Brief — Down to the final line, write out the data below exactly.

Recorded data
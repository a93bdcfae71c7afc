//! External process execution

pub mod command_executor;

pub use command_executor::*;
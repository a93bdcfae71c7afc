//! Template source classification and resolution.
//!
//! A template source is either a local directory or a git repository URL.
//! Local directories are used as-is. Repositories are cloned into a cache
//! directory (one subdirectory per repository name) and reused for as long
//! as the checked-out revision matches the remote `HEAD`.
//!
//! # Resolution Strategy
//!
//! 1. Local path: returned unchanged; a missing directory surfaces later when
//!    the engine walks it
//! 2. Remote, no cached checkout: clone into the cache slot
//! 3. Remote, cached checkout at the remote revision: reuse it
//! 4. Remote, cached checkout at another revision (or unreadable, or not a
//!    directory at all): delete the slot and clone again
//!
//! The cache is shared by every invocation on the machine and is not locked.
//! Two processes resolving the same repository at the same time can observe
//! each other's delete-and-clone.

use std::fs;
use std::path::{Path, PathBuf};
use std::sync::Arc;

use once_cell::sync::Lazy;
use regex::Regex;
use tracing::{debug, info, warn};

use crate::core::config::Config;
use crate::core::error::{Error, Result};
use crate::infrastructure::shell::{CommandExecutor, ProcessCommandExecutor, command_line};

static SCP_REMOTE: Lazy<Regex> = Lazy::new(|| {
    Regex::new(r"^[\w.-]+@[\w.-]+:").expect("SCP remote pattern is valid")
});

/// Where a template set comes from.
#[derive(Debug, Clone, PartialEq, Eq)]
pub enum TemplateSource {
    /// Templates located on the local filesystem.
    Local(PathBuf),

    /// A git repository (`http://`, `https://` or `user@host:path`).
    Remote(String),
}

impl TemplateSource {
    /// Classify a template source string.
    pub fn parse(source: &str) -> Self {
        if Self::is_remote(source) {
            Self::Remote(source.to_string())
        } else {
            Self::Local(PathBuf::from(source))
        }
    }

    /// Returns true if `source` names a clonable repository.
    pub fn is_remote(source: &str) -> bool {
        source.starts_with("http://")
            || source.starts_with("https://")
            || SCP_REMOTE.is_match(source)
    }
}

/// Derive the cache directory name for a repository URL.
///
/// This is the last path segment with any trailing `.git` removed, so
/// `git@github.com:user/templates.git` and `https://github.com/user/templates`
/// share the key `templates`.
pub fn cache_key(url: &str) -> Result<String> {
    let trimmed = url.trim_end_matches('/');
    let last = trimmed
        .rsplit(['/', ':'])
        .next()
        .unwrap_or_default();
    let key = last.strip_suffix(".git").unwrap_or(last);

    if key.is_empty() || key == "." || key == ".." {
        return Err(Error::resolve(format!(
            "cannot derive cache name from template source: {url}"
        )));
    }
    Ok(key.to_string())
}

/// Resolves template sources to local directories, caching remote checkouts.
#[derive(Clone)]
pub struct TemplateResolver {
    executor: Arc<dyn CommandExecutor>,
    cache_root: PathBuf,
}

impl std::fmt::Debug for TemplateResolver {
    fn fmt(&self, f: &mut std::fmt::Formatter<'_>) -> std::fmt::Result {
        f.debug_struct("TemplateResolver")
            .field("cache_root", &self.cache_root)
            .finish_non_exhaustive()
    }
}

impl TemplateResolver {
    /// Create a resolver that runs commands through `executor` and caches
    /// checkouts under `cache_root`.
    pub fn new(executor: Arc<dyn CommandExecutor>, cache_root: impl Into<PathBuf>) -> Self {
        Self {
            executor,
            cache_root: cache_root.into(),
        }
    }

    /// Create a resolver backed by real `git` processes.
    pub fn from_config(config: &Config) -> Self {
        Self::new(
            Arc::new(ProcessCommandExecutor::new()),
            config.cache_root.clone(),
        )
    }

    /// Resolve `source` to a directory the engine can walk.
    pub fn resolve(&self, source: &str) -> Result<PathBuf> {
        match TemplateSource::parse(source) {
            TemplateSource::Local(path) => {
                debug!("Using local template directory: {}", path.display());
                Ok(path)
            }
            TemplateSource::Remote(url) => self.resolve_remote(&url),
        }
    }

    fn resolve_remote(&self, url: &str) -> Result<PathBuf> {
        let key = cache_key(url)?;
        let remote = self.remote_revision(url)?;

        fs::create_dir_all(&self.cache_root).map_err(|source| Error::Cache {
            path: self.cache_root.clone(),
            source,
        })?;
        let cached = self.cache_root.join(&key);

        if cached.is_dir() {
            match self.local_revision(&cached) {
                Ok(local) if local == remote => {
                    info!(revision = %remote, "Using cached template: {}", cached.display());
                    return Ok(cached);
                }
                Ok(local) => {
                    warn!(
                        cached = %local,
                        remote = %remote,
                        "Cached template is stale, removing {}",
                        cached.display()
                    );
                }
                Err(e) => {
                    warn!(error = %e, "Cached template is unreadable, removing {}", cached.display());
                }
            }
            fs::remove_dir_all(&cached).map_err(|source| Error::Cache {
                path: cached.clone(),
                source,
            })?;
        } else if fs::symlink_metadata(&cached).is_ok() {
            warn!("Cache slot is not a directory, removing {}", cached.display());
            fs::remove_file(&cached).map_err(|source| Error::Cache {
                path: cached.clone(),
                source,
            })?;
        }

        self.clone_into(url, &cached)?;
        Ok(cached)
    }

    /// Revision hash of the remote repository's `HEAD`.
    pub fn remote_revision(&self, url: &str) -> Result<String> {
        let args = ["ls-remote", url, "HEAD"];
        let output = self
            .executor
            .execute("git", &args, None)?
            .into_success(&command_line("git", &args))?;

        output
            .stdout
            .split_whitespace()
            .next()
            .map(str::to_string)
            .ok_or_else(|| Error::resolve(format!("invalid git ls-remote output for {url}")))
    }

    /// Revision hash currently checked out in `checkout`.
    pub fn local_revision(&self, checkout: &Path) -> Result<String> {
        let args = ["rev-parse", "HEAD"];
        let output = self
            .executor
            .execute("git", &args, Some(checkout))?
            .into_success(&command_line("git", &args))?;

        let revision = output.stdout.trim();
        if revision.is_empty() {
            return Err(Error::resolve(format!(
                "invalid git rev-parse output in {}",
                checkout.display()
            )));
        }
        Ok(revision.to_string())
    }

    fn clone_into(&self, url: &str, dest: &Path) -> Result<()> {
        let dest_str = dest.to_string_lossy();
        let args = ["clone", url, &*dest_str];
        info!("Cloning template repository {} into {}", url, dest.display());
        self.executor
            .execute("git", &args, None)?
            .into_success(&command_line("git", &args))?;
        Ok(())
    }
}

Result for this exercise —
repository a93bdcfae71c7afc
//! External process execution

pub mod command_executor;

pub use command_executor::*;
repository a93bdcfae71c7afc
//! Template source classification and resolution.
//!
//! A template source is either a local directory or a git repository URL.
//! Local directories are used as-is. Repositories are cloned into a cache
//! directory (one subdirectory per repository name) and reused for as long
//! as the checked-out revision matches the remote `HEAD`.
//!
//! # Resolution Strategy
//!
//! 1. Local path: returned unchanged; a missing directory surfaces later when
//!    the engine walks it
//! 2. Remote, no cached checkout: clone into the cache slot
//! 3. Remote, cached checkout at the remote revision: reuse it
//! 4. Remote, cached checkout at another revision (or unreadable, or not a
//!    directory at all): delete the slot and clone again
//!
//! The cache is shared by every invocation on the machine and is not locked.
//! Two processes resolving the same repository at the same time can observe
//! each other's delete-and-clone.

use std::fs;
use std::path::{Path, PathBuf};
use std::sync::Arc;

use once_cell::sync::Lazy;
use regex::Regex;
use tracing::{debug, info, warn};

use crate::core::config::Config;
use crate::core::error::{Error, Result};
use crate::infrastructure::shell::{CommandExecutor, ProcessCommandExecutor, command_line};

static SCP_REMOTE: Lazy<Regex> = Lazy::new(|| {
    Regex::new(r"^[\w.-]+@[\w.-]+:").expect("SCP remote pattern is valid")
});

/// Where a template set comes from.
#[derive(Debug, Clone, PartialEq, Eq)]
pub enum TemplateSource {
    /// Templates located on the local filesystem.
    Local(PathBuf),

    /// A git repository (`http://`, `https://` or `user@host:path`).
    Remote(String),
}

impl TemplateSource {
    /// Classify a template source string.
    pub fn parse(source: &str) -> Self {
        if Self::is_remote(source) {
            Self::Remote(source.to_string())
        } else {
            Self::Local(PathBuf::from(source))
        }
    }

    /// Returns true if `source` names a clonable repository.
    pub fn is_remote(source: &str) -> bool {
        source.starts_with("http://")
            || source.starts_with("https://")
            || SCP_REMOTE.is_match(source)
    }
}

/// Derive the cache directory name for a repository URL.
///
/// This is the last path segment with any trailing `.git` removed, so
/// `git@github.com:user/templates.git` and `https://github.com/user/templates`
/// share the key `templates`.
pub fn cache_key(url: &str) -> Result<String> {
    let trimmed = url.trim_end_matches('/');
    let last = trimmed
        .rsplit(['/', ':'])
        .next()
        .unwrap_or_default();
    let key = last.strip_suffix(".git").unwrap_or(last);

    if key.is_empty() || key == "." || key == ".." {
        return Err(Error::resolve(format!(
            "cannot derive cache name from template source: {url}"
        )));
    }
    Ok(key.to_string())
}

/// Resolves template sources to local directories, caching remote checkouts.
#[derive(Clone)]
pub struct TemplateResolver {
    executor: Arc<dyn CommandExecutor>,
    cache_root: PathBuf,
}

impl std::fmt::Debug for TemplateResolver {
    fn fmt(&self, f: &mut std::fmt::Formatter<'_>) -> std::fmt::Result {
        f.debug_struct("TemplateResolver")
            .field("cache_root", &self.cache_root)
            .finish_non_exhaustive()
    }
}

impl TemplateResolver {
    /// Create a resolver that runs commands through `executor` and caches
    /// checkouts under `cache_root`.
    pub fn new(executor: Arc<dyn CommandExecutor>, cache_root: impl Into<PathBuf>) -> Self {
        Self {
            executor,
            cache_root: cache_root.into(),
        }
    }

    /// Create a resolver backed by real `git` processes.
    pub fn from_config(config: &Config) -> Self {
        Self::new(
            Arc::new(ProcessCommandExecutor::new()),
            config.cache_root.clone(),
        )
    }

    /// Resolve `source` to a directory the engine can walk.
    pub fn resolve(&self, source: &str) -> Result<PathBuf> {
        match TemplateSource::parse(source) {
            TemplateSource::Local(path) => {
                debug!("Using local template directory: {}", path.display());
                Ok(path)
            }
            TemplateSource::Remote(url) => self.resolve_remote(&url),
        }
    }

    fn resolve_remote(&self, url: &str) -> Result<PathBuf> {
        let key = cache_key(url)?;
        let remote = self.remote_revision(url)?;

        fs::create_dir_all(&self.cache_root).map_err(|source| Error::Cache {
            path: self.cache_root.clone(),
            source,
        })?;
        let cached = self.cache_root.join(&key);

        if cached.is_dir() {
            match self.local_revision(&cached) {
                Ok(local) if local == remote => {
                    info!(revision = %remote, "Using cached template: {}", cached.display());
                    return Ok(cached);
                }
                Ok(local) => {
                    warn!(
                        cached = %local,
                        remote = %remote,
                        "Cached template is stale, removing {}",
                        cached.display()
                    );
                }
                Err(e) => {
                    warn!(error = %e, "Cached template is unreadable, removing {}", cached.display());
                }
            }
            fs::remove_dir_all(&cached).map_err(|source| Error::Cache {
                path: cached.clone(),
                source,
            })?;
        } else if fs::symlink_metadata(&cached).is_ok() {
            warn!("Cache slot is not a directory, removing {}", cached.display());
            fs::remove_file(&cached).map_err(|source| Error::Cache {
                path: cached.clone(),
                source,
            })?;
        }

        self.clone_into(url, &cached)?;
        Ok(cached)
    }

    /// Revision hash of the remote repository's `HEAD`.
    pub fn remote_revision(&self, url: &str) -> Result<String> {
        let args = ["ls-remote", url, "HEAD"];
        let output = self
            .executor
            .execute("git", &args, None)?
            .into_success(&command_line("git", &args))?;

        output
            .stdout
            .split_whitespace()
            .next()
            .map(str::to_string)
            .ok_or_else(|| Error::resolve(format!("invalid git ls-remote output for {url}")))
    }

    /// Revision hash currently checked out in `checkout`.
    pub fn local_revision(&self, checkout: &Path) -> Result<String> {
        let args = ["rev-parse", "HEAD"];
        let output = self
            .executor
            .execute("git", &args, Some(checkout))?
            .into_success(&command_line("git", &args))?;

        let revision = output.stdout.trim();
        if revision.is_empty() {
            return Err(Error::resolve(format!(
                "invalid git rev-parse output in {}",
                checkout.display()
            )));
        }
        Ok(revision.to_string())
    }

    fn clone_into(&self, url: &str, dest: &Path) -> Result<()> {
        let dest_str = dest.to_string_lossy();
        let args = ["clone", url, &*dest_str];
        info!("Cloning template repository {} into {}", url, dest.display());
        self.executor
            .execute("git", &args, None)?
            .into_success(&command_line("git", &args))?;
        Ok(())
    }
}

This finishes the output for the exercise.